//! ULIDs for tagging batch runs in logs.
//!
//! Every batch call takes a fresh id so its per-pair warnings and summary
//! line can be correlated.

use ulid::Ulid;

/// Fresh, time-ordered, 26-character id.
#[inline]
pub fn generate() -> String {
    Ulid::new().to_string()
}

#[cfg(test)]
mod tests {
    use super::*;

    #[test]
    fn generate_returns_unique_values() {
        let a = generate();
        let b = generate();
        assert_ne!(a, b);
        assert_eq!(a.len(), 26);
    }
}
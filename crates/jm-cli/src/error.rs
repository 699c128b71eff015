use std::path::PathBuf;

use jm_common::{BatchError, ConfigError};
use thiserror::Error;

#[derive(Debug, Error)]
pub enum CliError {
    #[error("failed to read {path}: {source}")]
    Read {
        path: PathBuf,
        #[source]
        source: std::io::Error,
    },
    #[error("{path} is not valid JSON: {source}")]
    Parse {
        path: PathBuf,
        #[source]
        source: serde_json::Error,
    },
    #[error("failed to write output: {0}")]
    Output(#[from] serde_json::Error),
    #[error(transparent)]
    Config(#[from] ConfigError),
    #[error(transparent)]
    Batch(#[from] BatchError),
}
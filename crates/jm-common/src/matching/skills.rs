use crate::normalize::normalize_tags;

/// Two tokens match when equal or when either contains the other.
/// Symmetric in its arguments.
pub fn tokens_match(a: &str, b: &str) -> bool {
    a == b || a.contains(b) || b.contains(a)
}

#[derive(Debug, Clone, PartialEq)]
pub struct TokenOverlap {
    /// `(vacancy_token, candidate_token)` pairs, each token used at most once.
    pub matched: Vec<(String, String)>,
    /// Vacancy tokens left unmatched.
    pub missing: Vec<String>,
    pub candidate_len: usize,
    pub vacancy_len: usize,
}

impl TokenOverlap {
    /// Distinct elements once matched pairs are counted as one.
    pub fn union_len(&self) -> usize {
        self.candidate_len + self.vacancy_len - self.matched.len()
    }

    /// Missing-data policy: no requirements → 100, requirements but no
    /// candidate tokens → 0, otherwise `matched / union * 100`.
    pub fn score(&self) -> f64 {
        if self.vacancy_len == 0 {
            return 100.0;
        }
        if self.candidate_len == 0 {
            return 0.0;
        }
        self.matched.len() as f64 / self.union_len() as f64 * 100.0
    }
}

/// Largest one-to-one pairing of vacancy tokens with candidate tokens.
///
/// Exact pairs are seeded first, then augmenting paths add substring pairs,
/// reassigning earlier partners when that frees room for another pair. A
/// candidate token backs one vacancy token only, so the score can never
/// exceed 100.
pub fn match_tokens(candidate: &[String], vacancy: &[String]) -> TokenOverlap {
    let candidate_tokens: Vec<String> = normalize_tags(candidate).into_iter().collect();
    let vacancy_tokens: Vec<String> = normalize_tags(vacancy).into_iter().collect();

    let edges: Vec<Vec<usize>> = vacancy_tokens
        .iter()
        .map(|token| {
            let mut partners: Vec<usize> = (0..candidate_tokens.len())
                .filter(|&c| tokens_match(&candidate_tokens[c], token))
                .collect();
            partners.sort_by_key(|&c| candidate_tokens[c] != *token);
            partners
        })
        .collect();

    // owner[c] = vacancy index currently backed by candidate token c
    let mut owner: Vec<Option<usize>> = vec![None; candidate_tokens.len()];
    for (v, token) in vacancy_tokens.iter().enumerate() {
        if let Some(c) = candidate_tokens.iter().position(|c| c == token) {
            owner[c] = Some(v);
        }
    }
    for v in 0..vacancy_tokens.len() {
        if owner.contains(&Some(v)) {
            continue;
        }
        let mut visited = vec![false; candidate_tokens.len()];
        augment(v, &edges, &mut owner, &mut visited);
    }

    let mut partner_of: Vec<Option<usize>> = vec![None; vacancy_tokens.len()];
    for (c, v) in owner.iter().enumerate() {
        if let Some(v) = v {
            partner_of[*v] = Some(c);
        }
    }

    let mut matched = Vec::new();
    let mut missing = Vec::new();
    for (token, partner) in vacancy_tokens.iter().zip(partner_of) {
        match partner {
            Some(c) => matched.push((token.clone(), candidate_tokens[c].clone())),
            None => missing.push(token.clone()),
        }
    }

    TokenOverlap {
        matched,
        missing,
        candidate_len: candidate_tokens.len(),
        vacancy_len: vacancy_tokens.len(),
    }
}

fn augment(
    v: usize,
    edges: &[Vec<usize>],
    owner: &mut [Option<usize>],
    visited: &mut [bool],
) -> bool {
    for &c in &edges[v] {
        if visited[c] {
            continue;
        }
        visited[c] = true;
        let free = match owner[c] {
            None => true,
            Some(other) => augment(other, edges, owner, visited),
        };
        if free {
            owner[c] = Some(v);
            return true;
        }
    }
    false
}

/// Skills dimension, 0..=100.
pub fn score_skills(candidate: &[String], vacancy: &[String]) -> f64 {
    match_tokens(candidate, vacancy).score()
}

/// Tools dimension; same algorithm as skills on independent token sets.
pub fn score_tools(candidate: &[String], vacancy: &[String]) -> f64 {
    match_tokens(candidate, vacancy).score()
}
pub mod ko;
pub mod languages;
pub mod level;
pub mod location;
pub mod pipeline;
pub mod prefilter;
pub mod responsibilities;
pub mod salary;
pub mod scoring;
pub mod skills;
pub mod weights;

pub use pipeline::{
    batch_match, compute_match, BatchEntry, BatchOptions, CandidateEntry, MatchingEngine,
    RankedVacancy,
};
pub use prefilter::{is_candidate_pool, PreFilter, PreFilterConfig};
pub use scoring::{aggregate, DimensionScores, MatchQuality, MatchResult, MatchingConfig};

_What you should do_:
The listing above is to be written out again word for word.

_Result of the task_:
//! ULIDs for tagging batch runs in logs.
//!
//! Every batch call takes a fresh id so its per-pair warnings and summary
//! line can be correlated.

use ulid::Ulid;

/// Fresh, time-ordered, 26-character id.
#[inline]
pub fn generate() -> String {
    Ulid::new().to_string()
}

#[cfg(test)]
mod tests {
    use super::*;

    #[test]
    fn generate_returns_unique_values() {
        let a = generate();
        let b = generate();
        assert_ne!(a, b);
        assert_eq!(a.len(), 26);
    }
}
filename crates/jm-cli/src/error.rs
repository 699c128b71eff015
use std::path::PathBuf;

use jm_common::{BatchError, ConfigError};
use thiserror::Error;

#[derive(Debug, Error)]
pub enum CliError {
    #[error("failed to read {path}: {source}")]
    Read {
        path: PathBuf,
        #[source]
        source: std::io::Error,
    },
    #[error("{path} is not valid JSON: {source}")]
    Parse {
        path: PathBuf,
        #[source]
        source: serde_json::Error,
    },
    #[error("failed to write output: {0}")]
    Output(#[from] serde_json::Error),
    #[error(transparent)]
    Config(#[from] ConfigError),
    #[error(transparent)]
    Batch(#[from] BatchError),
}
filename crates/jm-common/src/matching/skills.rs
use crate::normalize::normalize_tags;

/// Two tokens match when equal or when either contains the other.
/// Symmetric in its arguments.
pub fn tokens_match(a: &str, b: &str) -> bool {
    a == b || a.contains(b) || b.contains(a)
}

#[derive(Debug, Clone, PartialEq)]
pub struct TokenOverlap {
    /// `(vacancy_token, candidate_token)` pairs, each token used at most once.
    pub matched: Vec<(String, String)>,
    /// Vacancy tokens left unmatched.
    pub missing: Vec<String>,
    pub candidate_len: usize,
    pub vacancy_len: usize,
}

impl TokenOverlap {
    /// Distinct elements once matched pairs are counted as one.
    pub fn union_len(&self) -> usize {
        self.candidate_len + self.vacancy_len - self.matched.len()
    }

    /// Missing-data policy: no requirements → 100, requirements but no
    /// candidate tokens → 0, otherwise `matched / union * 100`.
    pub fn score(&self) -> f64 {
        if self.vacancy_len == 0 {
            return 100.0;
        }
        if self.candidate_len == 0 {
            return 0.0;
        }
        self.matched.len() as f64 / self.union_len() as f64 * 100.0
    }
}

/// Largest one-to-one pairing of vacancy tokens with candidate tokens.
///
/// Exact pairs are seeded first, then augmenting paths add substring pairs,
/// reassigning earlier partners when that frees room for another pair. A
/// candidate token backs one vacancy token only, so the score can never
/// exceed 100.
pub fn match_tokens(candidate: &[String], vacancy: &[String]) -> TokenOverlap {
    let candidate_tokens: Vec<String> = normalize_tags(candidate).into_iter().collect();
    let vacancy_tokens: Vec<String> = normalize_tags(vacancy).into_iter().collect();

    let edges: Vec<Vec<usize>> = vacancy_tokens
        .iter()
        .map(|token| {
            let mut partners: Vec<usize> = (0..candidate_tokens.len())
                .filter(|&c| tokens_match(&candidate_tokens[c], token))
                .collect();
            partners.sort_by_key(|&c| candidate_tokens[c] != *token);
            partners
        })
        .collect();

    // owner[c] = vacancy index currently backed by candidate token c
    let mut owner: Vec<Option<usize>> = vec![None; candidate_tokens.len()];
    for (v, token) in vacancy_tokens.iter().enumerate() {
        if let Some(c) = candidate_tokens.iter().position(|c| c == token) {
            owner[c] = Some(v);
        }
    }
    for v in 0..vacancy_tokens.len() {
        if owner.contains(&Some(v)) {
            continue;
        }
        let mut visited = vec![false; candidate_tokens.len()];
        augment(v, &edges, &mut owner, &mut visited);
    }

    let mut partner_of: Vec<Option<usize>> = vec![None; vacancy_tokens.len()];
    for (c, v) in owner.iter().enumerate() {
        if let Some(v) = v {
            partner_of[*v] = Some(c);
        }
    }

    let mut matched = Vec::new();
    let mut missing = Vec::new();
    for (token, partner) in vacancy_tokens.iter().zip(partner_of) {
        match partner {
            Some(c) => matched.push((token.clone(), candidate_tokens[c].clone())),
            None => missing.push(token.clone()),
        }
    }

    TokenOverlap {
        matched,
        missing,
        candidate_len: candidate_tokens.len(),
        vacancy_len: vacancy_tokens.len(),
    }
}

fn augment(
    v: usize,
    edges: &[Vec<usize>],
    owner: &mut [Option<usize>],
    visited: &mut [bool],
) -> bool {
    for &c in &edges[v] {
        if visited[c] {
            continue;
        }
        visited[c] = true;
        let free = match owner[c] {
            None => true,
            Some(other) => augment(other, edges, owner, visited),
        };
        if free {
            owner[c] = Some(v);
            return true;
        }
    }
    false
}

/// Skills dimension, 0..=100.
pub fn score_skills(candidate: &[String], vacancy: &[String]) -> f64 {
    match_tokens(candidate, vacancy).score()
}

/// Tools dimension; same algorithm as skills on independent token sets.
pub fn score_tools(candidate: &[String], vacancy: &[String]) -> f64 {
    match_tokens(candidate, vacancy).score()
}
pub mod ko;
pub mod languages;
pub mod level;
pub mod location;
pub mod pipeline;
pub mod prefilter;
pub mod responsibilities;
pub mod salary;
pub mod scoring;
pub mod skills;
pub mod weights;

pub use pipeline::{
    batch_match, compute_match, BatchEntry, BatchOptions, CandidateEntry, MatchingEngine,
    RankedVacancy,
};
pub use prefilter::{is_candidate_pool, PreFilter, PreFilterConfig};
pub use scoring::{aggregate, DimensionScores, MatchQuality, MatchResult, MatchingConfig};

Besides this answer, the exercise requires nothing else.